### What you are asked to do
Using the word "Result" as the filter, copy each matching line from the records.

[Dataset entries]

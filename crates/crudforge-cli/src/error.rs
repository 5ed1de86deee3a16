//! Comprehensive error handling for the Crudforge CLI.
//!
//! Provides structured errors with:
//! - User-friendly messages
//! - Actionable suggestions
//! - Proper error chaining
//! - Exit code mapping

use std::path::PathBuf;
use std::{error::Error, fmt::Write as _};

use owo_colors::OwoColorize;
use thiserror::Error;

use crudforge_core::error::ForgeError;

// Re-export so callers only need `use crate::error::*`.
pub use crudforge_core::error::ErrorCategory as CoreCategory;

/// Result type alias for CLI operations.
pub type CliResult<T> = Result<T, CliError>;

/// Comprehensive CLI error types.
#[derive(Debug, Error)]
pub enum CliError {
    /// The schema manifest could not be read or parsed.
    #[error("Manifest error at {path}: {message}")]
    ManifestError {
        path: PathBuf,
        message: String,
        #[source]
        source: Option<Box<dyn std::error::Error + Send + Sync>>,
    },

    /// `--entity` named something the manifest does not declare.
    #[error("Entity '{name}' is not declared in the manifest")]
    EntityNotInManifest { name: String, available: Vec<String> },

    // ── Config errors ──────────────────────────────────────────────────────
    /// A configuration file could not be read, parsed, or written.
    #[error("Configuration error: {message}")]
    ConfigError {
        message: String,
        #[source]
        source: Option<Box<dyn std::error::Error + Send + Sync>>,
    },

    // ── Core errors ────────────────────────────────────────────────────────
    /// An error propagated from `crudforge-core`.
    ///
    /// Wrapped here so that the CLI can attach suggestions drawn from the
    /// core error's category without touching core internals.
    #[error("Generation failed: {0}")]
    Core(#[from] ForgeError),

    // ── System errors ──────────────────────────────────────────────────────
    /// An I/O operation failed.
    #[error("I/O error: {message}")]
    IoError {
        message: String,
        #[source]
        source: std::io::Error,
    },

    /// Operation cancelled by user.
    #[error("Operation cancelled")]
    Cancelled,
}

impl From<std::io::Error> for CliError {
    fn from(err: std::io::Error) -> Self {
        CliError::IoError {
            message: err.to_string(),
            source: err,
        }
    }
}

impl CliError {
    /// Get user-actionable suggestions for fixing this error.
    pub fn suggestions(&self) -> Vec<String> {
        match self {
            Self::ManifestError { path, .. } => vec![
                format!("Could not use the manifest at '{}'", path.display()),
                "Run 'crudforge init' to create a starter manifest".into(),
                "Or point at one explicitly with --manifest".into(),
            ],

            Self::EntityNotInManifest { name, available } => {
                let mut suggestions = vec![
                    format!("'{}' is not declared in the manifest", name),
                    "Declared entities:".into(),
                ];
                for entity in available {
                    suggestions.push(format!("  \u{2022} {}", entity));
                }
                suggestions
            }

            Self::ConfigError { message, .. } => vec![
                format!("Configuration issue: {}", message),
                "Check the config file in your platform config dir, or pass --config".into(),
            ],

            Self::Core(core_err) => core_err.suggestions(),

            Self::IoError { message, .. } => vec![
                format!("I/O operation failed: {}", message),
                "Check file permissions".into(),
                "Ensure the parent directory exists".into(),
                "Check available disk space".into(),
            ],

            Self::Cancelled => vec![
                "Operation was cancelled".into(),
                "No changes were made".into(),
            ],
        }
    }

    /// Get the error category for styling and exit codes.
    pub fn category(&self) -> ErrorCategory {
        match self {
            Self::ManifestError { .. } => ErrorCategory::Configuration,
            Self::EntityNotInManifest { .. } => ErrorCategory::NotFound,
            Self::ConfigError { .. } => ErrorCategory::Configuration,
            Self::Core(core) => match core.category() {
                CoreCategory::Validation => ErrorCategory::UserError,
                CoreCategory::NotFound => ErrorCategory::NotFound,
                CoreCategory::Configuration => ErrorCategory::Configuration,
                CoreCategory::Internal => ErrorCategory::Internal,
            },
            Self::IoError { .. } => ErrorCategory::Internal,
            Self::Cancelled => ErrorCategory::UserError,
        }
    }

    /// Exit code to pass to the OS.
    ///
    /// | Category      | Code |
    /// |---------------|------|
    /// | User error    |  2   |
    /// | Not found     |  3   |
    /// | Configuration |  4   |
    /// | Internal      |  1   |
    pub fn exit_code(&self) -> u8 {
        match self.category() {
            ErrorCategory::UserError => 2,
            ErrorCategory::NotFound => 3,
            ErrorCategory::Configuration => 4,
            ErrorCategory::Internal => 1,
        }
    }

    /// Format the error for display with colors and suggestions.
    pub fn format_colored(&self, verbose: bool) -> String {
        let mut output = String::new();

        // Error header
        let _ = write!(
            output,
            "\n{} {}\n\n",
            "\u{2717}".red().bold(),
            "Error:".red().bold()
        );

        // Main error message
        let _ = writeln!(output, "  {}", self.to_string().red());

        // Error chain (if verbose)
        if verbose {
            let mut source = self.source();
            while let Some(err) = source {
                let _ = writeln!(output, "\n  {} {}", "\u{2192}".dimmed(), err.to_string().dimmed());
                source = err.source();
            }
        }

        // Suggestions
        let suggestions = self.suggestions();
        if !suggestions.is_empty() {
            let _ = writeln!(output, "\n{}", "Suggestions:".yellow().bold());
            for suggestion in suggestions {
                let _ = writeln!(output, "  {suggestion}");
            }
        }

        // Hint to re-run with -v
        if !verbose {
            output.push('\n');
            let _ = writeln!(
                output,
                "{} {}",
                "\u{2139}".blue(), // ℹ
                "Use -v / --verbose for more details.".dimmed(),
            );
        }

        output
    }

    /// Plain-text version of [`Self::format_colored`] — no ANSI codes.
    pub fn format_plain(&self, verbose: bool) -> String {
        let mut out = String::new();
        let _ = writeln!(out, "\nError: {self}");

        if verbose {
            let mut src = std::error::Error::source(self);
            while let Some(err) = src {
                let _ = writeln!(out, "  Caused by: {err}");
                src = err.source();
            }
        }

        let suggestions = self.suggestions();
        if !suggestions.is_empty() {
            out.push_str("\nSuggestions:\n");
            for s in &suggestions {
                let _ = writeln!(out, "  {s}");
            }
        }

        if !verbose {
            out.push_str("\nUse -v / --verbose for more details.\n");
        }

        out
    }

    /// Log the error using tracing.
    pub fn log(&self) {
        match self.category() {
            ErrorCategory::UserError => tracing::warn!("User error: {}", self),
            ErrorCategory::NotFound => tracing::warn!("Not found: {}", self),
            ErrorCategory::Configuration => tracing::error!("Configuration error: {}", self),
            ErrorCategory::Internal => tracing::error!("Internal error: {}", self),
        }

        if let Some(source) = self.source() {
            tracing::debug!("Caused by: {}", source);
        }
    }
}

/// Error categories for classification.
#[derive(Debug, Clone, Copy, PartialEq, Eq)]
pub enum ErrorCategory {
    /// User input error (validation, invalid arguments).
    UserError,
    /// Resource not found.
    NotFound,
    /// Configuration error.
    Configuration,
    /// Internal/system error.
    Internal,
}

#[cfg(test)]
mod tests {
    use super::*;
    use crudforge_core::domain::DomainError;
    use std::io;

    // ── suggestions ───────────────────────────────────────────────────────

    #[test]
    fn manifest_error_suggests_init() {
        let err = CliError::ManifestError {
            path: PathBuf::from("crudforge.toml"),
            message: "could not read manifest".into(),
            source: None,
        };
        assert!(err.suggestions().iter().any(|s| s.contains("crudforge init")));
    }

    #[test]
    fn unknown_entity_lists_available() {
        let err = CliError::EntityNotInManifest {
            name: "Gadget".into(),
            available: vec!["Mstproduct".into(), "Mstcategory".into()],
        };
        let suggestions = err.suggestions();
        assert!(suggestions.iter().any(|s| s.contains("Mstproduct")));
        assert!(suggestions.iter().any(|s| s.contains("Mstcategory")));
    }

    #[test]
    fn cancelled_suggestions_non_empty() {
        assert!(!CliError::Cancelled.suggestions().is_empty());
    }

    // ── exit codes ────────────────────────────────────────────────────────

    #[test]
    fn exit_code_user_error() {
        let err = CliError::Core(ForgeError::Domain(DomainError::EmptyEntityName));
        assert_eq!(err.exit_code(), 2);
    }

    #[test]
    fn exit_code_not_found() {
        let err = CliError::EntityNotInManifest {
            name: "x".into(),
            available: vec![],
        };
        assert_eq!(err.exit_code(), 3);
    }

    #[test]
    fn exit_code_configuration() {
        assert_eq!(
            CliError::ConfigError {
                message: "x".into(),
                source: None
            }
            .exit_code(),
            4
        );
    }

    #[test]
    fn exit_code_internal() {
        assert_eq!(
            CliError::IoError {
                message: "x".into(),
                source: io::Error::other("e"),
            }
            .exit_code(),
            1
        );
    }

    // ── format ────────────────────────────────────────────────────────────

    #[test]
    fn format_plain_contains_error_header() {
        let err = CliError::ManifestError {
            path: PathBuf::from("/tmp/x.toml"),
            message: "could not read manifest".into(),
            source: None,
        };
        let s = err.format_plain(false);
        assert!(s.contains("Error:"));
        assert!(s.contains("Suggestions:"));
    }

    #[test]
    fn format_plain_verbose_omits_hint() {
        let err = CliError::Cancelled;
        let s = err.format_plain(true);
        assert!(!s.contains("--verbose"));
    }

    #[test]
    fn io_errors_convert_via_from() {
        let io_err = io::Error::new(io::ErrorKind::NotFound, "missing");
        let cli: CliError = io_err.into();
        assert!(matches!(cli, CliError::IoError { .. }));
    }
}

--

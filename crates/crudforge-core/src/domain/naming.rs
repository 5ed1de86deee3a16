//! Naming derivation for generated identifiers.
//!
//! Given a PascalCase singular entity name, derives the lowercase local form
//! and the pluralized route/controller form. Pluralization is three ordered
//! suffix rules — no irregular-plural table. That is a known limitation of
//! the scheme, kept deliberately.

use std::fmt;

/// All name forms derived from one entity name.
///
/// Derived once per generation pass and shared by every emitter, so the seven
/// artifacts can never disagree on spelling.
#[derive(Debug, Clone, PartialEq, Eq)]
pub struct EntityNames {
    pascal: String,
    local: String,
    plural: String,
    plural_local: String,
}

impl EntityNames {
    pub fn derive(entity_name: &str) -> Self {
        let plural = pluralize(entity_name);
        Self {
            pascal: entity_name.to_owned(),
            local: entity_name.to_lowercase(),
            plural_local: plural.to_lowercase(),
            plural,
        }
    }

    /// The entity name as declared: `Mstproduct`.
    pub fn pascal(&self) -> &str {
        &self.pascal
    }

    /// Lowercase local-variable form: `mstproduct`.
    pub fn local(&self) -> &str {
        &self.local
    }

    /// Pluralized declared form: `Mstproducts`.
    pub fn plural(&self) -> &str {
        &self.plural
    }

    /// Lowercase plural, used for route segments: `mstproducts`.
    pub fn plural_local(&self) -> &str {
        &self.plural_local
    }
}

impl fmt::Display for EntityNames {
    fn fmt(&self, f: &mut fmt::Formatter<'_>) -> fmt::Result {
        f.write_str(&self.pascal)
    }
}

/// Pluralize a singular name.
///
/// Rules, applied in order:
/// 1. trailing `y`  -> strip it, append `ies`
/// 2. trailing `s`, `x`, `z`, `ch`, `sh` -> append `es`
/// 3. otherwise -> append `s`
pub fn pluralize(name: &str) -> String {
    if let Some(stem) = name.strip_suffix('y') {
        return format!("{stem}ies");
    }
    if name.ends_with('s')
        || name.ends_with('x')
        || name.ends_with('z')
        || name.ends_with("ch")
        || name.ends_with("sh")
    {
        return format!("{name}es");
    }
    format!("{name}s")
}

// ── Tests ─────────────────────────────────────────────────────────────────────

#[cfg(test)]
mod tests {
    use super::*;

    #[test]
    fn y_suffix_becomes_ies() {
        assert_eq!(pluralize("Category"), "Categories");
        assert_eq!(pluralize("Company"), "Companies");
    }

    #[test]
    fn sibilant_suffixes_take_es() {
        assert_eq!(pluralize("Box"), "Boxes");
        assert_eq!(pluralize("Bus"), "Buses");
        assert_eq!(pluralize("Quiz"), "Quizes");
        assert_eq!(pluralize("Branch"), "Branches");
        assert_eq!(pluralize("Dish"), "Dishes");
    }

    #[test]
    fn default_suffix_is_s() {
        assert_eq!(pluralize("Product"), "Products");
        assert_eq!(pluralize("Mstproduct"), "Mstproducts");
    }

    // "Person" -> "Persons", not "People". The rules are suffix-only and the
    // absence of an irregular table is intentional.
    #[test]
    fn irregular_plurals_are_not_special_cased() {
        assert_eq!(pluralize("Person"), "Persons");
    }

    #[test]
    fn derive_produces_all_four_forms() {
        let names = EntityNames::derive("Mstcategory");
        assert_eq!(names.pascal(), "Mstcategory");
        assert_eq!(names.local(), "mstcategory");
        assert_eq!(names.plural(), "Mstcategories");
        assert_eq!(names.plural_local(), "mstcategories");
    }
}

### Output of the exercise
/// Result type alias for CLI operations.
pub type CliResult<T> = Result<T, CliError>;
    fn fmt(&self, f: &mut fmt::Formatter<'_>) -> fmt::Result {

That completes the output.